## TASK STATEMENT
Starting at the top line and ending at the last, restate the records exactly.

## GIVEN RECORDS
- - - - - - -

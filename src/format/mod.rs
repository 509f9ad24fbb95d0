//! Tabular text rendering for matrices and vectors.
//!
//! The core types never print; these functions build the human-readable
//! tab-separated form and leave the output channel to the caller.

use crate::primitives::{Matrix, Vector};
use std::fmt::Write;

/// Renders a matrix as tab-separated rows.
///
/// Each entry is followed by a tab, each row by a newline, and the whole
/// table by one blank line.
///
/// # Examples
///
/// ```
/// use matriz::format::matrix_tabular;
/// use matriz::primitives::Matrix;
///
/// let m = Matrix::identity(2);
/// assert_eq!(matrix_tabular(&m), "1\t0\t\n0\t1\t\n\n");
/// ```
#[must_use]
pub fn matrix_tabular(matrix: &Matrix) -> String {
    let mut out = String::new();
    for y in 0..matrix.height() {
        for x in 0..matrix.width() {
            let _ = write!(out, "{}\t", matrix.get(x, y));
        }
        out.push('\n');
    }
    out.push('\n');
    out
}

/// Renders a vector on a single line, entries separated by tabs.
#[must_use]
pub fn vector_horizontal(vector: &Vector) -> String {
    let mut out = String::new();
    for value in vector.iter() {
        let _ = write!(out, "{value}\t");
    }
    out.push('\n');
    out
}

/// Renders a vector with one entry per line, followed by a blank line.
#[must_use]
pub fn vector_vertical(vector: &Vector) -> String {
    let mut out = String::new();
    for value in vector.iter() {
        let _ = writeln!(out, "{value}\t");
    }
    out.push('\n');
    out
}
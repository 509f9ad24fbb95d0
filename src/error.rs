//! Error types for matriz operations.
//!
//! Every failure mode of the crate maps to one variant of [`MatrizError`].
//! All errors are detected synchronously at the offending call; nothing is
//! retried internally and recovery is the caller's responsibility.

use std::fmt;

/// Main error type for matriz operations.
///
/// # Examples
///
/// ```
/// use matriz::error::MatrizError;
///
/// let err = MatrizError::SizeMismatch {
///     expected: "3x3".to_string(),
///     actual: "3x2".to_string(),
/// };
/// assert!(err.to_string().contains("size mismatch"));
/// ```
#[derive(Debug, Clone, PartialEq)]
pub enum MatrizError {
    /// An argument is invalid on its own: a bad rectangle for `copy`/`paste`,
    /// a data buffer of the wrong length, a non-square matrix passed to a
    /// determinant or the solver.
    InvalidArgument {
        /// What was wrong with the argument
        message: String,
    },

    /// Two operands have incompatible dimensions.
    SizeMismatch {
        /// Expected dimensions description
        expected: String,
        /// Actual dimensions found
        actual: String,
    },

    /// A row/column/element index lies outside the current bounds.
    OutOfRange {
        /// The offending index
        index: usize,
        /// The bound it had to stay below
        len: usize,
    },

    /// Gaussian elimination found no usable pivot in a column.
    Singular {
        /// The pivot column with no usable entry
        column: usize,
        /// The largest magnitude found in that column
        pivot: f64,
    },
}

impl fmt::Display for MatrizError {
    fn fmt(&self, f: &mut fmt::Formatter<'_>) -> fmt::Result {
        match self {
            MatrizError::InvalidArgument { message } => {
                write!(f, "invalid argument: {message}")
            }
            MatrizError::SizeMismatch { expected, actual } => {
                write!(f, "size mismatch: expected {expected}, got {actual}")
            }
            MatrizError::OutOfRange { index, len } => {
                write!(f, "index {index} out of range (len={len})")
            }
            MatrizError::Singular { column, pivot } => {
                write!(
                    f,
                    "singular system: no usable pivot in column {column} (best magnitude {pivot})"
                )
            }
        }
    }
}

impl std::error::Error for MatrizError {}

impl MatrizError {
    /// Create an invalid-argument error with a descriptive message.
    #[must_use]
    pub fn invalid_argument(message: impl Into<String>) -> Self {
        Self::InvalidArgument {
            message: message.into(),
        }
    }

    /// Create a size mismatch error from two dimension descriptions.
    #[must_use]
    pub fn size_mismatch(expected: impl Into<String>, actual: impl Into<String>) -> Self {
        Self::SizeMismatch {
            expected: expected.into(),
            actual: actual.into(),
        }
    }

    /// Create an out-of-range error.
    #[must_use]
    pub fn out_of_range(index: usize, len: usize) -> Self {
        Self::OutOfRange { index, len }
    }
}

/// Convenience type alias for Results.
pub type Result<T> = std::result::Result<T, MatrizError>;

- - - - - - -

## TASK ANSWER
filename src/format/mod.rs
repository 509f9ad24fbb95d0
//! Tabular text rendering for matrices and vectors.
//!
//! The core types never print; these functions build the human-readable
//! tab-separated form and leave the output channel to the caller.

use crate::primitives::{Matrix, Vector};
use std::fmt::Write;

/// Renders a matrix as tab-separated rows.
///
/// Each entry is followed by a tab, each row by a newline, and the whole
/// table by one blank line.
///
/// # Examples
///
/// ```
/// use matriz::format::matrix_tabular;
/// use matriz::primitives::Matrix;
///
/// let m = Matrix::identity(2);
/// assert_eq!(matrix_tabular(&m), "1\t0\t\n0\t1\t\n\n");
/// ```
#[must_use]
pub fn matrix_tabular(matrix: &Matrix) -> String {
    let mut out = String::new();
    for y in 0..matrix.height() {
        for x in 0..matrix.width() {
            let _ = write!(out, "{}\t", matrix.get(x, y));
        }
        out.push('\n');
    }
    out.push('\n');
    out
}

/// Renders a vector on a single line, entries separated by tabs.
#[must_use]
pub fn vector_horizontal(vector: &Vector) -> String {
    let mut out = String::new();
    for value in vector.iter() {
        let _ = write!(out, "{value}\t");
    }
    out.push('\n');
    out
}

/// Renders a vector with one entry per line, followed by a blank line.
#[must_use]
pub fn vector_vertical(vector: &Vector) -> String {
    let mut out = String::new();
    for value in vector.iter() {
        let _ = writeln!(out, "{value}\t");
    }
    out.push('\n');
    out
}
repository 509f9ad24fbb95d0
filename src/error.rs
//! Error types for matriz operations.
//!
//! Every failure mode of the crate maps to one variant of [`MatrizError`].
//! All errors are detected synchronously at the offending call; nothing is
//! retried internally and recovery is the caller's responsibility.

use std::fmt;

/// Main error type for matriz operations.
///
/// # Examples
///
/// ```
/// use matriz::error::MatrizError;
///
/// let err = MatrizError::SizeMismatch {
///     expected: "3x3".to_string(),
///     actual: "3x2".to_string(),
/// };
/// assert!(err.to_string().contains("size mismatch"));
/// ```
#[derive(Debug, Clone, PartialEq)]
pub enum MatrizError {
    /// An argument is invalid on its own: a bad rectangle for `copy`/`paste`,
    /// a data buffer of the wrong length, a non-square matrix passed to a
    /// determinant or the solver.
    InvalidArgument {
        /// What was wrong with the argument
        message: String,
    },

    /// Two operands have incompatible dimensions.
    SizeMismatch {
        /// Expected dimensions description
        expected: String,
        /// Actual dimensions found
        actual: String,
    },

    /// A row/column/element index lies outside the current bounds.
    OutOfRange {
        /// The offending index
        index: usize,
        /// The bound it had to stay below
        len: usize,
    },

    /// Gaussian elimination found no usable pivot in a column.
    Singular {
        /// The pivot column with no usable entry
        column: usize,
        /// The largest magnitude found in that column
        pivot: f64,
    },
}

impl fmt::Display for MatrizError {
    fn fmt(&self, f: &mut fmt::Formatter<'_>) -> fmt::Result {
        match self {
            MatrizError::InvalidArgument { message } => {
                write!(f, "invalid argument: {message}")
            }
            MatrizError::SizeMismatch { expected, actual } => {
                write!(f, "size mismatch: expected {expected}, got {actual}")
            }
            MatrizError::OutOfRange { index, len } => {
                write!(f, "index {index} out of range (len={len})")
            }
            MatrizError::Singular { column, pivot } => {
                write!(
                    f,
                    "singular system: no usable pivot in column {column} (best magnitude {pivot})"
                )
            }
        }
    }
}

impl std::error::Error for MatrizError {}

impl MatrizError {
    /// Create an invalid-argument error with a descriptive message.
    #[must_use]
    pub fn invalid_argument(message: impl Into<String>) -> Self {
        Self::InvalidArgument {
            message: message.into(),
        }
    }

    /// Create a size mismatch error from two dimension descriptions.
    #[must_use]
    pub fn size_mismatch(expected: impl Into<String>, actual: impl Into<String>) -> Self {
        Self::SizeMismatch {
            expected: expected.into(),
            actual: actual.into(),
        }
    }

    /// Create an out-of-range error.
    #[must_use]
    pub fn out_of_range(index: usize, len: usize) -> Self {
        Self::OutOfRange { index, len }
    }
}

/// Convenience type alias for Results.
pub type Result<T> = std::result::Result<T, MatrizError>;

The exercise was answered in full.